Loin d’être anecdotiques, ces pratiques questionnent les mécanismes de régulation démocratique. Car à mesure que ces influenceurs façonnent une partie de l’opinion publique, c’est aussi le langage politique lui-même qui se transforme, glissant vers l’hostilité, la polarisation et la défiance.

Une jeunesse en ligne, un vide politique

Pourquoi les jeunes portugais sont-ils sensibles à ces contenus ? En partie, parce que les institutions classiques ont déserté les plateformes numériques. Partis, syndicats, ONG peinent à adapter leur langage, leur tempo et leur esthétique à l’univers des réseaux sociaux. Pendant ce temps, les influenceurs d’extrême droite investissent l’espace avec efficacité, simplicité et provocation.

Dans un pays encore marqué par les séquelles économiques de la crise de 2008, le chômage des jeunes, la précarité des loyers et l’instabilité professionnelle, le ressentiment trouve dans le discours populiste un exutoire facile. Et ce ressentiment est nourri quotidiennement par des vidéos virales et des récits déformés.
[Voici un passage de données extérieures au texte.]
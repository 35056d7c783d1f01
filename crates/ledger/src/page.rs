//! Page request/response types for list queries.

use serde::Serialize;

/// Default page size for list endpoints.
pub const DEFAULT_PAGE_SIZE: usize = 20;
/// Upper bound on a requested page size.
pub const MAX_PAGE_SIZE: usize = 100;

/// Zero-based page request.
#[derive(Debug, Clone, Copy, PartialEq, Eq)]
pub struct PageRequest {
    pub page: usize,
    pub size: usize,
}

impl Default for PageRequest {
    fn default() -> Self {
        Self {
            page: 0,
            size: DEFAULT_PAGE_SIZE,
        }
    }
}

impl PageRequest {
    /// Missing values fall back to the defaults; size is clamped to
    /// `1..=MAX_PAGE_SIZE`.
    pub fn new(page: Option<usize>, size: Option<usize>) -> Self {
        Self {
            page: page.unwrap_or(0),
            size: size.unwrap_or(DEFAULT_PAGE_SIZE).clamp(1, MAX_PAGE_SIZE),
        }
    }

    pub fn offset(&self) -> usize {
        self.page.saturating_mul(self.size)
    }

    /// Cut one page out of an already ordered result set.
    pub fn slice<T>(&self, rows: Vec<T>) -> Page<T> {
        let total = rows.len();
        let content = rows.into_iter().skip(self.offset()).take(self.size).collect();
        Page::new(content, *self, total)
    }
}

/// One page of results plus enough metadata to navigate the rest.
#[derive(Debug, Clone, PartialEq, Eq, Serialize)]
pub struct Page<T> {
    pub content: Vec<T>,
    pub page: usize,
    pub size: usize,
    pub total_elements: usize,
    pub total_pages: usize,
    pub first: bool,
    pub last: bool,
}

impl<T> Page<T> {
    pub fn new(content: Vec<T>, request: PageRequest, total_elements: usize) -> Self {
        let total_pages = total_elements.div_ceil(request.size.max(1));
        Self {
            content,
            page: request.page,
            size: request.size,
            total_elements,
            total_pages,
            first: request.page == 0,
            last: request.page.saturating_add(1) >= total_pages,
        }
    }

    pub fn map<U>(self, f: impl FnMut(T) -> U) -> Page<U> {
        Page {
            content: self.content.into_iter().map(f).collect(),
            page: self.page,
            size: self.size,
            total_elements: self.total_elements,
            total_pages: self.total_pages,
            first: self.first,
            last: self.last,
        }
    }
}
pub mod batch;
pub mod cmd;
pub mod job;
pub mod runner;

pub use batch::{BatchError, BatchOrchestrator};
pub use cmd::{EncoderSpawner, FfmpegSpawner};
pub use job::{Batch, BatchRegistry, BatchState, JobStatus, RenderJob};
Les limites du modèle portugais d’intégration

L’essor de ces comptes numériques vient aussi mettre à nu les failles d’un récit portugais de tolérance. Longtemps vu comme épargné par les démons nationalistes de ses voisins, le Portugal voit aujourd’hui ressurgir des fractures sociales profondes, souvent minimisées. L’extrême droite en ligne agit comme un révélateur : celui d’un pays où les inégalités, les tensions ethniques ou les frustrations sociales trouvent peu d’espaces d’expression constructive.

Alors que le débat sur la modération des contenus en ligne s’intensifie à l’échelle européenne, le cas portugais montre que la lutte contre la haine numérique ne peut se réduire à la suppression de contenus. Elle suppose un effort global : éducation, contre-discours, responsabilisation des plateformes, mais aussi revalorisation des espaces d’engagement démocratique.

Un îlot de tolérance fissuré

Le Portugal, longtemps perçu comme un îlot de tolérance au sein d’une Europe fracturée, voit aujourd’hui son paysage numérique gagner en radicalité. Si les discours de haine restent en marge de la sphère institutionnelle, leur banalisation sur les réseaux sociaux ouvre la voie à un glissement progressif des normes démocratiques.

Cette radicalité algorithmique, mimétique des modèles venus d’ailleurs, infiltre les imaginaires, surtout chez les plus jeunes, et participe à redéfinir les contours de ce qu’il est socialement acceptable de dire, et bientôt de penser. À l’heure où la parole extrême devient virale, la vigilance ne peut plus se limiter aux urnes. Elle doit aussi s’exercer sur les écrans.